At the core of the evening was a panel discussion moderated by Youssef Mansour (founder and director of Mazra'a Network for Art and Culture). Directors Marwan Tarek, Mazen Bayoumi, and Zeina Aref broke down their working methods, revealing a process that's often less about chasing spectacle and more about negotiating form, limitations, and intent.
Marwan Tarek, whose credits include El Waili and Kaim Osama's Nazlet Seman, described his approach with quiet clarity: the music comes finished, and the video builds from there. 'In music videos, it's different,' he said. 'I treat the track like a script. The artist has already completed their creative process, the sound is locked.
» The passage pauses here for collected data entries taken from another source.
//! [`MemoryStore`]: the catalog held in process memory.

use std::{
  collections::BTreeMap,
  sync::{Arc, Mutex, MutexGuard, PoisonError},
};

use chrono::Utc;
use tracing::debug;
use uuid::Uuid;

use pyplots_core::{
  context::CallContext,
  error::Entity,
  history::{HistoryPolicy, Recorder},
  implementation::{Impl, ImplPatch, ImplReview, NewImpl},
  library::{validate_library, validate_version, Library},
  spec::{NewSpec, Spec, SpecPatch},
  store::{rank_by_quality, CatalogQuery, CatalogStore, ImplFilter},
  Error, Result,
};

#[derive(Debug, Default)]
struct State {
  libraries: BTreeMap<Uuid, Library>,
  specs:     BTreeMap<Uuid, Spec>,
  impls:     BTreeMap<Uuid, Impl>,
}

impl State {
  fn ensure_spec(&self, id: Uuid) -> Result<()> {
    if !self.specs.contains_key(&id) {
      return Err(Error::not_found(Entity::Spec, id));
    }
    Ok(())
  }

  fn ensure_library(&self, id: Uuid) -> Result<()> {
    if !self.libraries.contains_key(&id) {
      return Err(Error::not_found(Entity::Library, id));
    }
    Ok(())
  }

  fn ensure_pair_free(&self, spec_id: Uuid, library_id: Uuid, except: Option<Uuid>) -> Result<()> {
    let taken = self.impls.values().find(|i| {
      i.spec_id == spec_id && i.library_id == library_id && Some(i.id) != except
    });
    if let Some(existing) = taken {
      return Err(Error::Conflict(format!(
        "spec {spec_id} already has an impl for library {library_id} ({})",
        existing.id
      )));
    }
    Ok(())
  }
}

/// A catalog kept in ordered maps behind one mutex.
///
/// Every operation holds the lock for its whole read-check-write sequence,
/// which gives the same serialization the SQLite backend gets from its
/// transactions. Cloning shares the underlying state.
#[derive(Clone, Default)]
pub struct MemoryStore {
  state:    Arc<Mutex<State>>,
  recorder: Recorder,
}

impl MemoryStore {
  pub fn new() -> Self { Self::default() }

  pub fn with_policy(policy: HistoryPolicy) -> Self {
    Self { recorder: Recorder::new(policy), ..Self::default() }
  }

  fn lock(&self) -> MutexGuard<'_, State> {
    self.state.lock().unwrap_or_else(PoisonError::into_inner)
  }
}

impl CatalogStore for MemoryStore {
  type Error = Error;

  // ── Libraries ─────────────────────────────────────────────────────────────

  async fn create_library(
    &self,
    ctx: CallContext,
    name: String,
    version: String,
  ) -> Result<Library> {
    validate_library(&name, &version)?;
    let mut state = self.lock();
    if state.libraries.values().any(|l| l.name == name) {
      return Err(Error::Conflict(format!("library {name} already exists")));
    }

    let now = Utc::now();
    let library = Library { id: Uuid::new_v4(), name, version, created_at: now, updated_at: now };
    ctx.check()?;
    state.libraries.insert(library.id, library.clone());
    debug!(library_id = %library.id, name = %library.name, actor = %ctx.actor, "library created");
    Ok(library)
  }

  async fn upsert_library_version(
    &self,
    ctx: CallContext,
    id: Uuid,
    version: String,
  ) -> Result<Library> {
    ctx.check()?;
    validate_version(&version)?;
    let mut state = self.lock();
    let library = state
      .libraries
      .get_mut(&id)
      .ok_or_else(|| Error::not_found(Entity::Library, id))?;
    if library.version == version {
      return Ok(library.clone());
    }

    ctx.check()?;
    library.version = version;
    library.updated_at = Utc::now();
    debug!(library_id = %id, version = %library.version, actor = %ctx.actor, "library version set");
    Ok(library.clone())
  }

  async fn get_library(&self, id: Uuid) -> Result<Option<Library>> {
    Ok(self.lock().libraries.get(&id).cloned())
  }

  async fn list_libraries(&self) -> Result<Vec<Library>> {
    let mut libraries: Vec<Library> = self.lock().libraries.values().cloned().collect();
    libraries.sort_by(|a, b| a.name.cmp(&b.name));
    Ok(libraries)
  }

  // ── Specs ─────────────────────────────────────────────────────────────────

  async fn create_spec(&self, ctx: CallContext, input: NewSpec) -> Result<Spec> {
    input.validate()?;
    let mut state = self.lock();
    if state.specs.values().any(|s| s.slug == input.slug) {
      return Err(Error::Conflict(format!("spec {} already exists", input.slug)));
    }

    let now = Utc::now();
    let spec = Spec {
      id:         Uuid::new_v4(),
      slug:       input.slug,
      issue:      input.issue,
      content:    input.content,
      tags:       input.tags,
      updates:    Default::default(),
      created_at: now,
      updated_at: now,
    };
    ctx.check()?;
    state.specs.insert(spec.id, spec.clone());
    debug!(spec_id = %spec.id, slug = %spec.slug, actor = %ctx.actor, "spec created");
    Ok(spec)
  }

  async fn update_spec(&self, ctx: CallContext, id: Uuid, patch: SpecPatch) -> Result<Spec> {
    let mut state = self.lock();
    let current = state
      .specs
      .get(&id)
      .ok_or_else(|| Error::not_found(Entity::Spec, id))?;
    let Some(next) = self.recorder.record_spec(current, &patch, &ctx.actor, Utc::now())? else {
      return Ok(current.clone());
    };
    next.updates.ensure_appends_one(&current.updates, "updates")?;

    ctx.check()?;
    state.specs.insert(id, next.clone());
    debug!(spec_id = %id, updates = next.updates.len(), actor = %ctx.actor, "spec updated");
    Ok(next)
  }

  async fn delete_spec(&self, ctx: CallContext, id: Uuid) -> Result<()> {
    let mut state = self.lock();
    state.ensure_spec(id)?;
    let impls = state.impls.values().filter(|i| i.spec_id == id).count();
    if impls > 0 {
      return Err(Error::InUse { spec_id: id, impls });
    }

    ctx.check()?;
    state.specs.remove(&id);
    debug!(spec_id = %id, actor = %ctx.actor, "spec deleted");
    Ok(())
  }

  async fn get_spec(&self, id: Uuid) -> Result<Option<Spec>> {
    Ok(self.lock().specs.get(&id).cloned())
  }

  async fn get_spec_by_slug(&self, slug: String) -> Result<Option<Spec>> {
    Ok(self.lock().specs.values().find(|s| s.slug == slug).cloned())
  }

  async fn list_specs(&self) -> Result<Vec<Spec>> {
    let mut specs: Vec<Spec> = self.lock().specs.values().cloned().collect();
    specs.sort_by(|a, b| a.slug.cmp(&b.slug));
    Ok(specs)
  }

  // ── Impls ─────────────────────────────────────────────────────────────────

  async fn create_impl(&self, ctx: CallContext, input: NewImpl) -> Result<Impl> {
    let mut state = self.lock();
    state.ensure_spec(input.spec_id)?;
    state.ensure_library(input.library_id)?;
    state.ensure_pair_free(input.spec_id, input.library_id, None)?;

    let now = Utc::now();
    let imp = Impl {
      id: Uuid::new_v4(),
      spec_id: input.spec_id,
      library_id: input.library_id,
      code: input.code,
      quality_score: input.quality_score,
      review_image_description: input.review_image_description,
      review_criteria_checklist: input.review_criteria_checklist,
      review_verdict: input.review_verdict,
      impl_tags: input.impl_tags,
      history: Default::default(),
      created_at: now,
      updated_at: now,
    };
    ctx.check()?;
    state.impls.insert(imp.id, imp.clone());
    debug!(
      impl_id = %imp.id,
      spec_id = %imp.spec_id,
      library_id = %imp.library_id,
      actor = %ctx.actor,
      "impl created"
    );
    Ok(imp)
  }

  async fn update_impl(&self, ctx: CallContext, id: Uuid, patch: ImplPatch) -> Result<Impl> {
    let mut state = self.lock();
    let current = state
      .impls
      .get(&id)
      .ok_or_else(|| Error::not_found(Entity::Impl, id))?;
    let Some(next) = self.recorder.record_impl(current, &patch, &ctx.actor, Utc::now())? else {
      return Ok(current.clone());
    };
    next.history.ensure_appends_one(&current.history, "history")?;

    if patch.reparents() {
      state.ensure_spec(next.spec_id)?;
      state.ensure_library(next.library_id)?;
      state.ensure_pair_free(next.spec_id, next.library_id, Some(id))?;
    }

    ctx.check()?;
    state.impls.insert(id, next.clone());
    debug!(impl_id = %id, history = next.history.len(), actor = %ctx.actor, "impl updated");
    Ok(next)
  }

  async fn delete_impl(&self, ctx: CallContext, id: Uuid) -> Result<()> {
    let mut state = self.lock();
    if !state.impls.contains_key(&id) {
      return Err(Error::not_found(Entity::Impl, id));
    }
    ctx.check()?;
    state.impls.remove(&id);
    debug!(impl_id = %id, actor = %ctx.actor, "impl deleted");
    Ok(())
  }

  async fn get_impl(&self, id: Uuid) -> Result<Option<Impl>> {
    Ok(self.lock().impls.get(&id).cloned())
  }

  async fn list_impls_for_spec(&self, spec_id: Uuid) -> Result<Vec<Impl>> {
    Ok(
      self
        .lock()
        .impls
        .values()
        .filter(|i| i.spec_id == spec_id)
        .cloned()
        .collect(),
    )
  }
}

impl CatalogQuery for MemoryStore {
  async fn find_specs_by_tag(&self, dimension: String, value: String) -> Result<Vec<Spec>> {
    let mut specs: Vec<Spec> = self
      .lock()
      .specs
      .values()
      .filter(|s| s.tags.contains(&dimension, &value))
      .cloned()
      .collect();
    specs.sort_by(|a, b| a.slug.cmp(&b.slug));
    Ok(specs)
  }

  async fn find_impls_by_impl_tag(&self, dimension: String, value: String) -> Result<Vec<Impl>> {
    Ok(
      self
        .lock()
        .impls
        .values()
        .filter(|i| i.impl_tags.contains(&dimension, &value))
        .cloned()
        .collect(),
    )
  }

  async fn top_impls_by_quality(&self, limit: usize, filter: ImplFilter) -> Result<Vec<Impl>> {
    let mut impls: Vec<Impl> = self
      .lock()
      .impls
      .values()
      .filter(|i| filter.matches(i))
      .cloned()
      .collect();
    rank_by_quality(&mut impls);
    impls.truncate(limit);
    Ok(impls)
  }

  async fn get_impl_review(&self, id: Uuid) -> Result<ImplReview> {
    self
      .lock()
      .impls
      .get(&id)
      .map(Impl::review)
      .ok_or_else(|| Error::not_found(Entity::Impl, id))
  }

  async fn lookup(&self, spec_slug: String, library_name: String) -> Result<Option<Impl>> {
    let state = self.lock();
    let spec = state.specs.values().find(|s| s.slug == spec_slug);
    let library = state.libraries.values().find(|l| l.name == library_name);
    let (Some(spec), Some(library)) = (spec, library) else {
      return Ok(None);
    };
    Ok(
      state
        .impls
        .values()
        .find(|i| i.spec_id == spec.id && i.library_id == library.id)
        .cloned(),
    )
  }
}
So the question becomes: how do you see the track?' For Tarek, directing isn't just interpretation, it's construction. 'If you gave the same track to five different directors, you'd get five entirely different videos.'
A cinematographer by training, Mazen Bayoumi, who's shot videos for Nour (Nogoum, Wana), Dirty Backseat, and Felukah, Bayoumi doesn't always begin with a concept, sometimes he just puts the track on loop and waits for it to unlock something. 'You listen and listen until images start showing up,' he said. 'Sometimes it's a flicker, sometimes it's a dead end. But one day, you hear it differently. And that version, that hearing, that's the one that sticks.' For Bayoumi, ideas aren't found so much as tripped over.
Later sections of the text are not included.